◆ **Supplied material**
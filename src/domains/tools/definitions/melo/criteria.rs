//! Search criteria accepted by the property search tool.
//!
//! The caller-facing vocabulary is deliberately small: two property types,
//! two transaction types, a handful of numeric ranges, zip codes, a sort key
//! and pagination. Each label maps to an upstream code through an exhaustive
//! `match`, so the mapping cannot silently fall through.

use schemars::JsonSchema;
use serde::{Deserialize, Serialize};

use super::error::SearchError;

pub const DEFAULT_ITEMS_PER_PAGE: u32 = 5;
pub const MAX_ITEMS_PER_PAGE: u32 = 10;
pub const DEFAULT_PAGE: u32 = 1;

// ============================================================================
// Enumerated Labels
// ============================================================================

/// Kind of property to search for.
#[derive(Debug, Clone, Copy, PartialEq, Eq, Default, Serialize, Deserialize, JsonSchema)]
#[serde(rename_all = "lowercase")]
#[schemars(rename_all = "lowercase")]
pub enum PropertyType {
    #[default]
    Apartment,
    House,
}

impl PropertyType {
    /// Upstream `propertyTypes[]` code.
    pub fn code(self) -> u8 {
        match self {
            Self::Apartment => 0,
            Self::House => 1,
        }
    }
}

/// Whether the listing is for purchase or rental.
#[derive(Debug, Clone, Copy, PartialEq, Eq, Default, Serialize, Deserialize, JsonSchema)]
#[serde(rename_all = "lowercase")]
#[schemars(rename_all = "lowercase")]
pub enum TransactionType {
    #[default]
    Sell,
    Rent,
}

impl TransactionType {
    /// Upstream `transactionType` code.
    pub fn code(self) -> u8 {
        match self {
            Self::Sell => 0,
            Self::Rent => 1,
        }
    }
}

/// Sort key for the result list.
#[derive(Debug, Clone, Copy, PartialEq, Eq, Serialize, Deserialize, JsonSchema)]
#[serde(rename_all = "camelCase")]
#[schemars(rename_all = "camelCase")]
pub enum OrderBy {
    /// Cheapest per square meter first
    PricePerMeter,
    /// Cheapest first
    Price,
    /// Most recently updated first
    UpdatedAt,
}

/// Direction of an upstream sort pair.
#[derive(Debug, Clone, Copy, PartialEq, Eq)]
pub enum SortDirection {
    Asc,
    Desc,
}

impl SortDirection {
    pub fn as_str(self) -> &'static str {
        match self {
            Self::Asc => "asc",
            Self::Desc => "desc",
        }
    }
}

impl OrderBy {
    /// Upstream query key carrying the sort direction.
    pub fn upstream_key(self) -> &'static str {
        match self {
            Self::PricePerMeter => "order[pricePerMeter]",
            Self::Price => "order[price]",
            Self::UpdatedAt => "order[updatedAt]",
        }
    }

    pub fn direction(self) -> SortDirection {
        match self {
            Self::PricePerMeter | Self::Price => SortDirection::Asc,
            Self::UpdatedAt => SortDirection::Desc,
        }
    }
}

// ============================================================================
// Search Criteria
// ============================================================================

/// Parameters for the property search tool.
///
/// Field names are advertised in snake_case; the camelCase spellings are
/// accepted as aliases.
#[derive(Debug, Clone, Deserialize, JsonSchema)]
pub struct SearchCriteria {
    #[serde(default, alias = "propertyType")]
    #[schemars(description = "Type of property: 'apartment' or 'house'")]
    pub property_type: PropertyType,

    #[serde(default, alias = "transactionType")]
    #[schemars(description = "Transaction type: 'sell' for purchase or 'rent' for rental")]
    pub transaction_type: TransactionType,

    #[serde(default, alias = "budgetMin")]
    #[schemars(description = "Minimum budget/price in euros")]
    pub budget_min: Option<i64>,

    #[serde(default, alias = "budgetMax")]
    #[schemars(description = "Maximum budget/price in euros")]
    pub budget_max: Option<i64>,

    #[serde(default, alias = "surfaceMin")]
    #[schemars(description = "Minimum surface area in square meters")]
    pub surface_min: Option<i64>,

    #[serde(default, alias = "surfaceMax")]
    #[schemars(description = "Maximum surface area in square meters")]
    pub surface_max: Option<i64>,

    #[serde(default, alias = "pricePerMeterMin")]
    #[schemars(description = "Minimum price per square meter in euros")]
    pub price_per_meter_min: Option<i64>,

    #[serde(default, alias = "pricePerMeterMax")]
    #[schemars(description = "Maximum price per square meter in euros")]
    pub price_per_meter_max: Option<i64>,

    #[serde(default, alias = "bedroomMin")]
    #[schemars(description = "Minimum number of bedrooms")]
    pub bedroom_min: Option<i64>,

    #[serde(default, alias = "zipCodes")]
    #[schemars(description = "List of zip codes to search in (e.g., ['75011', '23158'])")]
    pub zip_codes: Option<Vec<String>>,

    #[serde(default, alias = "orderBy")]
    #[schemars(description = "Sort results by: 'pricePerMeter', 'price', or 'updatedAt'")]
    pub order_by: Option<OrderBy>,

    #[serde(default = "default_items_per_page", alias = "itemsPerPage")]
    #[schemars(range(min = 1, max = 10))]
    #[schemars(description = "Number of results per page (1-10)")]
    pub items_per_page: u32,

    #[serde(default = "default_page")]
    #[schemars(range(min = 1))]
    #[schemars(description = "Page number for pagination")]
    pub page: u32,
}

fn default_items_per_page() -> u32 {
    DEFAULT_ITEMS_PER_PAGE
}

fn default_page() -> u32 {
    DEFAULT_PAGE
}

impl Default for SearchCriteria {
    fn default() -> Self {
        Self {
            property_type: PropertyType::default(),
            transaction_type: TransactionType::default(),
            budget_min: None,
            budget_max: None,
            surface_min: None,
            surface_max: None,
            price_per_meter_min: None,
            price_per_meter_max: None,
            bedroom_min: None,
            zip_codes: None,
            order_by: None,
            items_per_page: DEFAULT_ITEMS_PER_PAGE,
            page: DEFAULT_PAGE,
        }
    }
}

impl SearchCriteria {
    /// Enforce the pagination bounds that the type system cannot.
    pub fn validate(&self) -> Result<(), SearchError> {
        if !(1..=MAX_ITEMS_PER_PAGE).contains(&self.items_per_page) {
            return Err(SearchError::invalid_params(format!(
                "items_per_page must be between 1 and {MAX_ITEMS_PER_PAGE}, got {}",
                self.items_per_page
            )));
        }

        if self.page < 1 {
            return Err(SearchError::invalid_params(format!(
                "page must be at least 1, got {}",
                self.page
            )));
        }

        Ok(())
    }
}
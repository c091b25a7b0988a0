//! Domains module containing business logic organized by bounded contexts.
//!
//! The server currently exposes a single domain: MCP tools backed by the
//! Melo real-estate API.

pub mod tools;
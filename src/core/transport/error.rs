//! Transport error types.

use thiserror::Error;

/// Result type for transport operations.
pub type TransportResult<T> = Result<T, TransportError>;

/// Errors that can occur in transport operations.
#[derive(Debug, Error)]
pub enum TransportError {
    /// Failed to bind to address.
    #[error("Failed to bind to {address}: {source}")]
    BindError {
        address: String,
        #[source]
        source: std::io::Error,
    },

    /// Server initialization error.
    #[error("Server initialization error: {0}")]
    InitError(String),

    /// HTTP-specific error.
    #[error("HTTP error: {0}")]
    HttpError(String),

    /// Service error from rmcp.
    #[error("Service error: {0}")]
    ServiceError(String),
}

impl TransportError {
    /// Create a bind error.
    pub fn bind(address: impl Into<String>, source: std::io::Error) -> Self {
        Self::BindError {
            address: address.into(),
            source,
        }
    }

    /// Create an initialization error.
    pub fn init(msg: impl Into<String>) -> Self {
        Self::InitError(msg.into())
    }

    /// Create an HTTP error.
    pub fn http(msg: impl Into<String>) -> Self {
        Self::HttpError(msg.into())
    }
}
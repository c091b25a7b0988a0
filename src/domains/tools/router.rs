//! Tool Router - builds the rmcp ToolRouter from registry.
//!
//! This module builds the ToolRouter behind the rmcp `ServerHandler` (served
//! over Streamable HTTP) by delegating to the tool definitions themselves.
//! Each tool knows how to create its own route.

use std::sync::Arc;

use rmcp::handler::server::tool::ToolRouter;

use super::definitions::{PropertySource, SearchPropertiesTool};

/// Build the tool router with all registered tools.
pub fn build_tool_router<S>(source: Arc<dyn PropertySource>) -> ToolRouter<S>
where
    S: Send + Sync + 'static,
{
    ToolRouter::new().with_route(SearchPropertiesTool::create_route(source))
}

#[cfg(test)]
mod tests {
    use super::super::definitions::melo::{ApiKey, SearchError, UpstreamQuery};
    use super::super::registry::ToolRegistry;
    use super::*;
    use async_trait::async_trait;

    struct TestServer {}

    struct NoopSource;

    #[async_trait]
    impl PropertySource for NoopSource {
        async fn fetch(
            &self,
            _credential: &ApiKey,
            _query: &UpstreamQuery,
        ) -> Result<serde_json::Value, SearchError> {
            Ok(serde_json::Value::Null)
        }
    }

    fn test_source() -> Arc<dyn PropertySource> {
        Arc::new(NoopSource)
    }

    #[test]
    fn test_build_router() {
        let router: ToolRouter<TestServer> = build_tool_router(test_source());
        let tools = router.list_all();
        assert_eq!(tools.len(), 1);
        assert_eq!(tools[0].name, "search_properties");
        assert_eq!(tools[0].title.as_deref(), Some("Search Properties"));
    }

    #[test]
    fn test_registry_matches_router() {
        // Ensure registry and router have the same tools
        let registry = ToolRegistry::new(test_source());
        let registry_names = registry.tool_names();

        let router: ToolRouter<TestServer> = build_tool_router(test_source());
        let router_tools = router.list_all();
        let router_names: Vec<_> = router_tools.iter().map(|t| t.name.as_ref()).collect();

        assert_eq!(registry_names.len(), router_names.len());
        for name in registry_names {
            assert!(router_names.contains(&name));
        }
    }
}
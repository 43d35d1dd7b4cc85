//! Artifact store: the fitted scaler and regression model.
//!
//! Both artifacts are produced by the training pipeline and read once at
//! startup. They are JSON documents carrying the fitted parameters plus the
//! column names they were fit on; a mismatch with `FEATURE_COLUMNS` is
//! rejected here rather than producing silently wrong predictions later.
//!
//! Request handlers only see the `InferenceBackend` trait, so tests can
//! substitute a double for the real store.

use std::fs;
use std::path::Path;

use serde::Deserialize;

use crate::model::{
    ArtifactError, FeatureRow, PredictError, ScaledRow, FEATURE_COLUMNS, FEATURE_COUNT,
};

// ============================================================================
// Inference Contract
// ============================================================================

/// Two-step inference used by the prediction handler.
pub trait InferenceBackend: Send + Sync {
    /// Applies the fitted scaling transform, column-wise.
    fn transform(&self, row: &FeatureRow) -> Result<ScaledRow, PredictError>;

    /// Produces a single numeric estimate from a scaled row.
    fn predict(&self, row: &ScaledRow) -> Result<f64, PredictError>;
}

// ============================================================================
// Artifact Documents
// ============================================================================

/// Scaler artifact as written by the training pipeline.
#[derive(Debug, Deserialize)]
struct ScalerDocument {
    feature_names: Vec<String>,
    #[serde(default)]
    mean: Option<Vec<f64>>,
    #[serde(default)]
    scale: Option<Vec<f64>>,
}

/// Regression model artifact as written by the training pipeline.
#[derive(Debug, Deserialize)]
struct ModelDocument {
    feature_names: Vec<String>,
    coefficients: Vec<f64>,
    intercept: f64,
}

// ============================================================================
// Fitted Objects
// ============================================================================

/// Standardization with stored per-column mean and scale.
#[derive(Debug, Clone, PartialEq)]
pub struct StandardScaler {
    /// `None` disables centering.
    mean: Option<[f64; FEATURE_COUNT]>,
    /// `None` disables scaling. Zero entries are already replaced by 1.
    scale: Option<[f64; FEATURE_COUNT]>,
}

impl StandardScaler {
    pub fn new(mean: Option<[f64; FEATURE_COUNT]>, scale: Option<[f64; FEATURE_COUNT]>) -> Self {
        // A constant column was fit with zero variance; leave it unscaled.
        let scale = scale.map(|s| s.map(|v| if v == 0.0 { 1.0 } else { v }));
        Self { mean, scale }
    }

    pub fn transform(&self, row: &FeatureRow) -> Result<ScaledRow, PredictError> {
        let mut values = row.to_array();
        for (j, value) in values.iter_mut().enumerate() {
            if !value.is_finite() {
                return Err(PredictError::Inference(format!(
                    "input column {} is not a finite number",
                    FEATURE_COLUMNS[j]
                )));
            }
            if let Some(mean) = &self.mean {
                *value -= mean[j];
            }
            if let Some(scale) = &self.scale {
                *value /= scale[j];
            }
        }
        Ok(ScaledRow(values))
    }
}

/// Ordinary linear regression: `intercept + coefficients · x`.
#[derive(Debug, Clone, PartialEq)]
pub struct LinearModel {
    coefficients: [f64; FEATURE_COUNT],
    intercept: f64,
}

impl LinearModel {
    pub fn new(coefficients: [f64; FEATURE_COUNT], intercept: f64) -> Self {
        Self { coefficients, intercept }
    }

    pub fn predict(&self, row: &ScaledRow) -> Result<f64, PredictError> {
        let estimate = self
            .coefficients
            .iter()
            .zip(row.0.iter())
            .fold(self.intercept, |acc, (c, x)| acc + c * x);

        if !estimate.is_finite() {
            return Err(PredictError::Inference(
                "model produced a non-finite estimate".to_string(),
            ));
        }
        Ok(estimate)
    }
}

// ============================================================================
// Artifact Store
// ============================================================================

/// The loaded scaler and model. Read-only after construction.
#[derive(Debug, Clone, PartialEq)]
pub struct ArtifactStore {
    scaler: StandardScaler,
    model: LinearModel,
}

impl ArtifactStore {
    pub fn new(scaler: StandardScaler, model: LinearModel) -> Self {
        Self { scaler, model }
    }

    /// Reads and validates both artifacts.
    ///
    /// # Errors
    /// Returns the first problem found in the model file, then the scaler
    /// file. Nothing is returned half-loaded.
    pub fn load(model_path: &Path, scaler_path: &Path) -> Result<Self, ArtifactError> {
        let model = load_model(model_path)?;
        let scaler = load_scaler(scaler_path)?;
        Ok(Self { scaler, model })
    }
}

impl InferenceBackend for ArtifactStore {
    fn transform(&self, row: &FeatureRow) -> Result<ScaledRow, PredictError> {
        self.scaler.transform(row)
    }

    fn predict(&self, row: &ScaledRow) -> Result<f64, PredictError> {
        self.model.predict(row)
    }
}

// ============================================================================
// Loading
// ============================================================================

fn read_document<T: for<'de> Deserialize<'de>>(path: &Path) -> Result<T, ArtifactError> {
    let display = path.display().to_string();
    if !path.exists() {
        return Err(ArtifactError::Missing(display));
    }
    let text = fs::read_to_string(path).map_err(|e| ArtifactError::Io {
        path: display.clone(),
        message: e.to_string(),
    })?;
    serde_json::from_str(&text).map_err(|e| ArtifactError::Corrupt {
        path: display,
        message: e.to_string(),
    })
}

fn check_feature_names(path: &Path, names: &[String]) -> Result<(), ArtifactError> {
    let matches = names.len() == FEATURE_COUNT
        && names.iter().zip(FEATURE_COLUMNS.iter()).all(|(a, b)| a == b);
    if matches {
        Ok(())
    } else {
        Err(ArtifactError::FeatureMismatch {
            path: path.display().to_string(),
            found: names.to_vec(),
        })
    }
}

fn to_columns(
    path: &Path,
    field: &'static str,
    values: Vec<f64>,
) -> Result<[f64; FEATURE_COUNT], ArtifactError> {
    let found = values.len();
    let columns: [f64; FEATURE_COUNT] =
        values.try_into().map_err(|_| ArtifactError::ShapeMismatch {
            path: path.display().to_string(),
            field,
            expected: FEATURE_COUNT,
            found,
        })?;
    if columns.iter().any(|v| !v.is_finite()) {
        return Err(ArtifactError::NonFinite {
            path: path.display().to_string(),
            field,
        });
    }
    Ok(columns)
}

/// Loads and validates a scaler artifact.
pub fn load_scaler(path: &Path) -> Result<StandardScaler, ArtifactError> {
    let doc: ScalerDocument = read_document(path)?;
    check_feature_names(path, &doc.feature_names)?;

    let mean = doc.mean.map(|m| to_columns(path, "mean", m)).transpose()?;
    let scale = doc.scale.map(|s| to_columns(path, "scale", s)).transpose()?;
    Ok(StandardScaler::new(mean, scale))
}

/// Loads and validates a regression model artifact.
pub fn load_model(path: &Path) -> Result<LinearModel, ArtifactError> {
    let doc: ModelDocument = read_document(path)?;
    check_feature_names(path, &doc.feature_names)?;

    let coefficients = to_columns(path, "coefficients", doc.coefficients)?;
    if !doc.intercept.is_finite() {
        return Err(ArtifactError::NonFinite {
            path: path.display().to_string(),
            field: "intercept",
        });
    }
    Ok(LinearModel::new(coefficients, doc.intercept))
}

// ============================================================================
// Tests
// ============================================================================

◆ **Task to carry out**
Would you show every line in the data above that contains the string "super"?

◆ **Solution for this task**
use super::error::SearchError;
use super::definitions::{PropertySource, SearchPropertiesTool};
    use super::super::definitions::melo::{ApiKey, SearchError, UpstreamQuery};
    use super::super::registry::ToolRegistry;
    use super::*;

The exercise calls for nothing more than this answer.